Are you griping about my writing O(X^2) above instead of precisely 2X^2, like this paper? The latter implies the former.

> So a sufficiently sized RNN could have the same state capacity as a transformer.

Does this contradict anything I've said? If you increase the size of the RNN, while keeping the Transformer fixed, you can match their recurrent state sizes (if you don't run out of RAM or funding)

  • f_devd  1 year ago

    I was responding to

    > a Transformer layer can look back see O(X^2) numbers, while an RNN can only see O(X) numbers

    The thing is RNN can look back infinitely if you don't exceed the state capacity. For transformers the state it is defined semi-implicitly (you can change the hidden dims but you cannot extend the look back; ignoring transformer-xl et al.) defined by the amount of tokens, for an RNN it's defined explicitly by the state size.

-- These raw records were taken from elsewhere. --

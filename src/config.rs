//! NAT manager configuration
//!
//! Stored as JSON. Every field has a default, so a partial (or empty) file is
//! valid.

use crate::connectivity::types::NatError;
use crate::{Error, Result};
use serde::{Deserialize, Serialize};
use std::net::IpAddr;
use std::path::Path;
use std::time::Duration;

/// Default mapping lease (20 minutes)
pub const DEFAULT_LEASE_SECS: u64 = 20 * 60;

/// Shortest lease accepted; gateways commonly refuse anything shorter
pub const MIN_LEASE_SECS: u64 = 120;

/// Default per-request timeout for NAT clients
pub const DEFAULT_REQUEST_TIMEOUT_SECS: u64 = 5;

/// NAT traversal settings
///
/// # Example
/// ```rust
/// use natward::config::NatConfig;
///
/// let config: NatConfig = serde_json::from_str(r#"{ "enabled": true, "peer_id": "QmPeer" }"#).unwrap();
/// assert!(config.enabled);
/// assert_eq!(config.lease_secs, 1200);
/// assert_eq!(config.renewal_interval().as_secs(), 600);
/// ```
#[derive(Debug, Clone, PartialEq, Serialize, Deserialize)]
#[serde(default)]
pub struct NatConfig {
    /// Master switch; a disabled manager never talks to the gateway
    pub enabled: bool,
    /// Peer identifier embedded in mapping descriptions
    pub peer_id: String,
    /// Overrides the generated mapping description
    pub description: Option<String>,
    /// Lease requested for each mapping, in seconds
    pub lease_secs: u64,
    /// Renewal period in seconds (half the lease when unset)
    pub renewal_interval_secs: Option<u64>,
    /// Known external IP; skips gateway discovery when set
    pub external_ip: Option<IpAddr>,
    /// Gateway to send NAT-PMP requests to (default route when unset)
    pub gateway: Option<IpAddr>,
    /// Use NAT-PMP instead of UPnP-IGD
    pub pmp_enabled: bool,
    /// Timeout for a single NAT client request, in seconds
    pub request_timeout_secs: u64,
}

impl Default for NatConfig {
    fn default() -> Self {
        Self {
            enabled: false,
            peer_id: String::new(),
            description: None,
            lease_secs: DEFAULT_LEASE_SECS,
            renewal_interval_secs: None,
            external_ip: None,
            gateway: None,
            pmp_enabled: false,
            request_timeout_secs: DEFAULT_REQUEST_TIMEOUT_SECS,
        }
    }
}

impl NatConfig {
    /// Enabled configuration for the given peer
    pub fn enabled_for(peer_id: impl Into<String>) -> Self {
        Self {
            enabled: true,
            peer_id: peer_id.into(),
            ..Self::default()
        }
    }

    /// Load configuration from a JSON file
    ///
    /// Returns the defaults when the file doesn't exist or is empty.
    pub fn load<P: AsRef<Path>>(path: P) -> Result<Self> {
        let path = path.as_ref();

        if !path.exists() {
            return Ok(Self::default());
        }

        let data = std::fs::read_to_string(path)
            .map_err(|e| Error::Config(format!("Failed to read {}: {}", path.display(), e)))?;

        if data.trim().is_empty() {
            return Ok(Self::default());
        }

        let config: Self = serde_json::from_str(&data)?;
        config.validate()?;
        Ok(config)
    }

    /// Save configuration as pretty-printed JSON
    pub fn save<P: AsRef<Path>>(&self, path: P) -> Result<()> {
        let path = path.as_ref();

        if let Some(parent) = path.parent() {
            std::fs::create_dir_all(parent)?;
        }

        let json = serde_json::to_string_pretty(self)?;
        std::fs::write(path, json)?;
        Ok(())
    }

    /// Check lease, renewal and timeout bounds
    pub fn validate(&self) -> std::result::Result<(), NatError> {
        if self.lease_secs < MIN_LEASE_SECS {
            return Err(NatError::InvalidConfig(format!(
                "lease of {}s is below the minimum of {}s",
                self.lease_secs, MIN_LEASE_SECS
            )));
        }

        let renewal = self.renewal_interval().as_secs();
        if renewal == 0 || renewal >= self.lease_secs {
            return Err(NatError::InvalidConfig(format!(
                "renewal interval of {}s must be between 1s and the {}s lease",
                renewal, self.lease_secs
            )));
        }

        if self.request_timeout_secs == 0 {
            return Err(NatError::InvalidConfig(
                "request timeout must be at least 1s".to_string(),
            ));
        }

        Ok(())
    }

    /// Lease requested for each mapping
    pub fn lease(&self) -> Duration {
        Duration::from_secs(self.lease_secs)
    }

    /// Interval between renewals
    pub fn renewal_interval(&self) -> Duration {
        Duration::from_secs(self.renewal_interval_secs.unwrap_or(self.lease_secs / 2))
    }

    /// Timeout for a single NAT client request
    pub fn request_timeout(&self) -> Duration {
        Duration::from_secs(self.request_timeout_secs)
    }

    /// Description attached to every mapping
    pub fn mapping_description(&self) -> String {
        match &self.description {
            Some(description) => description.clone(),
            None => format!(
                "{}@{} {}",
                env!("CARGO_PKG_NAME"),
                env!("CARGO_PKG_VERSION"),
                self.peer_id
            ),
        }
    }
}
use super::ma;
use crate::connectivity::manager::mapping_candidates;
use crate::connectivity::types::{IpProtocol, MappingKey, NatError};
use crate::connectivity::{is_private_ip, MappingProtocol};
use std::net::IpAddr;

fn v4() -> IpAddr {
    "82.3.1.5".parse().unwrap()
}

// ========================================================================
// Candidate selection
// ========================================================================

#[test]
fn test_candidates_skip_loopback_and_keep_wildcard() {
    let addrs = vec![ma("/ip4/127.0.0.1/tcp/40001"), ma("/ip4/0.0.0.0/tcp/40002")];
    let candidates = mapping_candidates(&addrs, v4());

    assert_eq!(candidates.len(), 1);
    assert_eq!(
        candidates[0].key,
        MappingKey {
            private_port: 40002,
            protocol: IpProtocol::TCP
        }
    );
    assert_eq!(candidates[0].addr, ma("/ip4/0.0.0.0/tcp/40002"));
}

#[test]
fn test_candidates_collapse_shared_port() {
    let addrs = vec![
        ma("/ip4/0.0.0.0/tcp/4001"),
        ma("/ip4/192.168.1.20/tcp/4001"),
        ma("/ip4/192.168.1.20/udp/4001"),
    ];
    let candidates = mapping_candidates(&addrs, v4());

    assert_eq!(candidates.len(), 2, "TCP and UDP on one port are distinct mappings");
    assert_eq!(candidates[0].addr, ma("/ip4/0.0.0.0/tcp/4001"));
    assert_eq!(candidates[1].key.protocol, IpProtocol::UDP);
}

#[test]
fn test_candidates_match_gateway_address_family() {
    let addrs = vec![ma("/ip6/::/tcp/4001"), ma("/ip4/0.0.0.0/tcp/4002")];

    let for_v4 = mapping_candidates(&addrs, v4());
    assert_eq!(for_v4.len(), 1);
    assert_eq!(for_v4[0].key.private_port, 4002);

    let for_v6 = mapping_candidates(&addrs, "2a01:4f8::1".parse().unwrap());
    assert_eq!(for_v6.len(), 1);
    assert_eq!(for_v6[0].key.private_port, 4001);
}

#[test]
fn test_candidates_skip_nested_and_unbound() {
    let addrs = vec![
        ma("/ip4/0.0.0.0/udp/4001/quic"),
        ma("/ip4/0.0.0.0/tcp/4002/ws"),
        ma("/dns4/example.com/tcp/4003"),
        ma("/ip4/0.0.0.0/tcp/0"),
        ma("/ip4/169.254.3.3/tcp/4004"),
    ];
    assert!(mapping_candidates(&addrs, v4()).is_empty());
}

// ========================================================================
// Double NAT classification
// ========================================================================

#[test]
fn test_gateway_addresses_classified_for_double_nat() {
    assert!(!is_private_ip(v4()));
    assert!(is_private_ip("192.168.1.1".parse().unwrap()));
    assert!(is_private_ip("10.20.0.1".parse().unwrap()));
    assert!(is_private_ip("100.72.0.9".parse().unwrap()));
}

#[test]
fn test_double_nat_error_message() {
    let err = NatError::DoubleNat {
        ip: "192.168.1.1".parse().unwrap(),
    };
    let msg = err.to_string();
    assert!(msg.contains("192.168.1.1"));
    assert!(msg.contains("double NAT"));
    assert!(!msg.contains("carrier-grade"));
}

#[test]
fn test_double_nat_error_names_cgnat_once() {
    let err = NatError::DoubleNat {
        ip: "100.72.8.1".parse().unwrap(),
    };
    let msg = err.to_string();
    assert!(msg.contains("double NAT"));
    assert_eq!(msg.matches("carrier-grade NAT").count(), 1);
}

#[test]
fn test_mapping_protocols_serialize_uniquely() {
    let natpmp = serde_json::to_string(&MappingProtocol::NATPMP).unwrap();
    let upnp = serde_json::to_string(&MappingProtocol::UPnP).unwrap();
    assert_ne!(natpmp, upnp);
}
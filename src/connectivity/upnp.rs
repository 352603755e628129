//! UPnP IGD (Internet Gateway Device) client
//!
//! Discovers the gateway with SSDP and drives it over SOAP through
//! `igd-next`. The library calls block, so each operation runs on the
//! blocking thread pool.

use super::client::NatClient;
use super::types::{IpProtocol, MapRequest, MappingError, MappingProtocol};
use async_trait::async_trait;
use std::net::{IpAddr, Ipv4Addr, SocketAddr, UdpSocket};
use std::time::Duration;
use tracing::{debug, info, warn};

/// NAT client speaking UPnP-IGD
#[derive(Debug, Clone)]
pub struct UpnpClient {
    timeout: Duration,
}

impl UpnpClient {
    /// Create a client that waits up to `timeout` for gateway discovery
    pub fn new(timeout: Duration) -> Self {
        Self { timeout }
    }

    async fn with_gateway<T, F>(&self, op: F) -> Result<T, MappingError>
    where
        T: Send + 'static,
        F: FnOnce(&igd_next::Gateway) -> Result<T, MappingError> + Send + 'static,
    {
        let timeout = self.timeout;
        tokio::task::spawn_blocking(move || {
            debug!("Searching for UPnP IGD gateway...");
            let gateway = igd_next::search_gateway(igd_next::SearchOptions {
                timeout: Some(timeout),
                ..Default::default()
            })
            .map_err(|e| {
                debug!("UPnP gateway search failed: {}", e);
                MappingError::NoGateway
            })?;
            debug!("Found UPnP gateway at {}", gateway.addr);
            op(&gateway)
        })
        .await
        .map_err(|e| MappingError::Internal(format!("Task join error: {}", e)))?
    }
}

fn upnp_protocol(protocol: IpProtocol) -> igd_next::PortMappingProtocol {
    match protocol {
        IpProtocol::TCP => igd_next::PortMappingProtocol::TCP,
        IpProtocol::UDP => igd_next::PortMappingProtocol::UDP,
    }
}

/// Local address of the interface that routes toward `gateway`
fn local_ip_toward(gateway: SocketAddr) -> Result<Ipv4Addr, MappingError> {
    // connect() on UDP only selects a route, nothing is sent
    let socket = UdpSocket::bind("0.0.0.0:0")
        .map_err(|e| MappingError::Internal(format!("Failed to create socket: {}", e)))?;
    socket
        .connect(gateway)
        .map_err(|e| MappingError::Internal(format!("Failed to connect: {}", e)))?;
    let local_addr = socket
        .local_addr()
        .map_err(|e| MappingError::Internal(format!("Failed to get local address: {}", e)))?;

    match local_addr.ip() {
        IpAddr::V4(ipv4) => Ok(ipv4),
        IpAddr::V6(_) => Err(MappingError::Internal(
            "UPnP requires IPv4 address".to_string(),
        )),
    }
}

#[async_trait]
impl NatClient for UpnpClient {
    fn protocol(&self) -> MappingProtocol {
        MappingProtocol::UPnP
    }

    async fn external_ip(&self) -> Result<IpAddr, MappingError> {
        let ip = self
            .with_gateway(|gateway| {
                gateway
                    .get_external_ip()
                    .map_err(|e| MappingError::GatewayError(format!("GetExternalIPAddress failed: {}", e)))
            })
            .await?;
        info!("UPnP gateway reports external IP {}", ip);
        Ok(ip)
    }

    async fn map(&self, request: &MapRequest) -> Result<u16, MappingError> {
        info!(
            "Requesting UPnP mapping for {} port {} -> external {} (lease: {}s)",
            request.protocol,
            request.private_port,
            request.public_port,
            request.lease.as_secs()
        );

        let request = request.clone();
        self.with_gateway(move |gateway| {
            let local_ip = local_ip_toward(gateway.addr)?;
            let local_addr = SocketAddr::new(IpAddr::V4(local_ip), request.private_port);
            let lease_secs = u32::try_from(request.lease.as_secs()).unwrap_or(u32::MAX);

            gateway
                .add_port(
                    upnp_protocol(request.protocol),
                    request.public_port,
                    local_addr,
                    lease_secs,
                    &request.description,
                )
                .map_err(|e| {
                    warn!("UPnP AddPortMapping failed: {}", e);
                    MappingError::GatewayError(format!("AddPortMapping failed: {}", e))
                })?;

            info!(
                "UPnP mapping established: {} -> external {}",
                local_addr, request.public_port
            );
            Ok(request.public_port)
        })
        .await
    }

    async fn unmap(&self, request: &MapRequest) -> Result<(), MappingError> {
        debug!(
            "Deleting UPnP mapping for {} external port {}",
            request.protocol, request.public_port
        );

        let protocol = upnp_protocol(request.protocol);
        let public_port = request.public_port;
        self.with_gateway(move |gateway| {
            gateway
                .remove_port(protocol, public_port)
                .map_err(|e| MappingError::GatewayError(format!("DeletePortMapping failed: {}", e)))
        })
        .await
    }
}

    The big-O here is irrelevant for the architectures since it's all in the configuration & implementation of the model; i.e. there is no relevant asymptote to compare.

    As an aside this was what was shown in the based paper, the fact that you can have a continuity of state (as with RNN) while have the same associative recall capability as a transformer (the main downfall of recurrent methods at that point).

    • trott  1 year ago

      > The big-O here is irrelevant for the architectures since it's all in the configuration & implementation of the model; i.e. there is no relevant asymptote to compare.

      ?!

      NNs are like any other algorithm in this regard. Heck, look at the bottom of page 2 of the Were RNNs All We Needed paper. It has big-O notation there and elsewhere.

      > I was responding to

      >> a Transformer layer can look back see O(X^2) numbers, while an RNN can only see O(X) numbers

      In the BASED paper, in Eq. 10, sizeof(s) = 2dN. But I defined d = N = X above. Ergo, sizeof(s) = 2X^2 = O(X^2).

      For minGRU, sizeof(s) = d. Ergo, sizeof(s) = X = O(X).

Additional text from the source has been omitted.